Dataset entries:
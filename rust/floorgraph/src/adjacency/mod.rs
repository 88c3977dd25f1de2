// This Source Code Form is subject to the terms of the Mozilla Public
// License, v. 2.0. If a copy of the MPL was not distributed with this
// file, You can obtain one at https://mozilla.org/MPL/2.0/.

//! Room adjacency detection
//!
//! Two independent passes write into one [`Adjacency`] map:
//!
//! 1. **Openings**: every 4-connected door or window component whose
//!    one-pixel neighbourhood touches exactly two rooms joins those rooms.
//! 2. **Walls**: from each room's boundary, directed scans cross the wall
//!    mask until they reach another room; the crossing is then extended
//!    sideways along the wall run. Segments touching an exterior category
//!    are dropped, and segments that share wall pixels are reduced to a
//!    single room pair according to the configured [`JunctionPolicy`].

mod junctions;
mod openings;
mod walls;

use std::fmt;
use std::str::FromStr;

use serde::{Deserialize, Serialize};
use tracing::debug;

use crate::error::Result;
use crate::grid::ensure_same_shape;
use crate::scheme::{CategorySet, LabelScheme};
use crate::types::{Adjacency, IconMask, LabelImage, RegionMap, WallMask};

/// How to resolve wall segments that share pixels but name different room pairs
#[derive(Debug, Clone, Copy, Default, PartialEq, Eq, Serialize, Deserialize)]
#[serde(rename_all = "kebab-case")]
pub enum JunctionPolicy {
    /// Keep the thinnest separation: the pair whose crossing has the fewest
    /// wall pixels between the two rooms
    #[default]
    SmallestContact,
    /// Keep the pair of the first segment found in the blob
    FirstFound,
    /// No tie-break: every segment keeps its own pair
    PerSegment,
}

impl FromStr for JunctionPolicy {
    type Err = String;

    fn from_str(s: &str) -> std::result::Result<Self, Self::Err> {
        match s {
            "smallest" | "smallest-contact" => Ok(JunctionPolicy::SmallestContact),
            "first" | "first-found" => Ok(JunctionPolicy::FirstFound),
            "per-segment" => Ok(JunctionPolicy::PerSegment),
            other => Err(format!(
                "unknown junction policy '{}' (expected smallest, first or per-segment)",
                other
            )),
        }
    }
}

impl fmt::Display for JunctionPolicy {
    fn fmt(&self, f: &mut fmt::Formatter<'_>) -> fmt::Result {
        f.write_str(match self {
            JunctionPolicy::SmallestContact => "smallest-contact",
            JunctionPolicy::FirstFound => "first-found",
            JunctionPolicy::PerSegment => "per-segment",
        })
    }
}

/// Configuration for adjacency detection
#[derive(Debug, Clone)]
pub struct AdjacencyConfig {
    /// Label codes outside the building; walls touching them are exterior
    pub exterior: CategorySet,
    pub junction_policy: JunctionPolicy,
}

impl AdjacencyConfig {
    pub fn from_scheme(scheme: &LabelScheme) -> Self {
        Self {
            exterior: scheme.exterior_set(),
            junction_policy: JunctionPolicy::default(),
        }
    }

    pub fn with_junction_policy(mut self, policy: JunctionPolicy) -> Self {
        self.junction_policy = policy;
        self
    }
}

impl Default for AdjacencyConfig {
    fn default() -> Self {
        Self::from_scheme(&LabelScheme::default())
    }
}

/// Detect door, window and wall connections between segmented rooms
///
/// # Arguments
///
/// * `region_map` - Room id per pixel from room segmentation
/// * `wall_mask` - Non-zero where the label is a wall
/// * `icon_mask` - 1 for door pixels, 2 for window pixels
/// * `labels` - Raw label image, used to recognize exterior categories
/// * `config` - Exterior categories and junction policy
///
/// # Errors
///
/// `Error::ShapeMismatch` when any grid differs in size from `labels`.
pub fn detect_adjacency(
    region_map: &RegionMap,
    wall_mask: &WallMask,
    icon_mask: &IconMask,
    labels: &LabelImage,
    config: &AdjacencyConfig,
) -> Result<Adjacency> {
    let expected = labels.dimensions();
    ensure_same_shape("region map", expected, region_map)?;
    ensure_same_shape("wall mask", expected, wall_mask)?;
    ensure_same_shape("icon mask", expected, icon_mask)?;

    let mut adjacency = Adjacency::new();

    let openings = openings::detect_openings(region_map, icon_mask, &mut adjacency);

    let segments = walls::WallScanner::new(region_map, wall_mask, labels, &config.exterior).scan();
    for segment in &segments {
        adjacency.record_wall(segment.pair, segment.area());
    }

    let (width, height) = expected;
    let rolled_back = junctions::resolve_junctions(
        &segments,
        width,
        height,
        config.junction_policy,
        &mut adjacency,
    );

    debug!(
        openings,
        wall_segments = segments.len(),
        rolled_back,
        edges = adjacency.len(),
        "Detected room adjacency"
    );

    Ok(adjacency)
}

#[cfg(test)]
mod tests {
    use super::*;
    use crate::error::Error;

    #[test]
    fn test_junction_policy_from_str() {
        assert_eq!("smallest".parse::<JunctionPolicy>(), Ok(JunctionPolicy::SmallestContact));
        assert_eq!("first-found".parse::<JunctionPolicy>(), Ok(JunctionPolicy::FirstFound));
        assert_eq!("per-segment".parse::<JunctionPolicy>(), Ok(JunctionPolicy::PerSegment));
        assert!("largest".parse::<JunctionPolicy>().is_err());
        assert_eq!(JunctionPolicy::default().to_string(), "smallest-contact");
    }

    #[test]
    fn test_shape_mismatch_is_reported() {
        let labels = LabelImage::new(5, 4);
        let region_map = RegionMap::new(5, 4);
        let wall_mask = WallMask::new(5, 3);
        let icon_mask = IconMask::new(5, 4);

        let result = detect_adjacency(
            &region_map,
            &wall_mask,
            &icon_mask,
            &labels,
            &AdjacencyConfig::default(),
        );

        match result {
            Err(Error::ShapeMismatch { grid, found, .. }) => {
                assert_eq!(grid, "wall mask");
                assert_eq!(found, (5, 3));
            }
            other => panic!("expected shape mismatch, got {:?}", other),
        }
    }

    #[test]
    fn test_empty_grids() {
        let adjacency = detect_adjacency(
            &RegionMap::new(0, 0),
            &WallMask::new(0, 0),
            &IconMask::new(0, 0),
            &LabelImage::new(0, 0),
            &AdjacencyConfig::default(),
        )
        .unwrap();
        assert!(adjacency.is_empty());
    }
}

EXERCISE OBJECTIVE =>
Go through the records and count the lines that include "share", then give only that number.

RESULT OF THE EXERCISE =>
2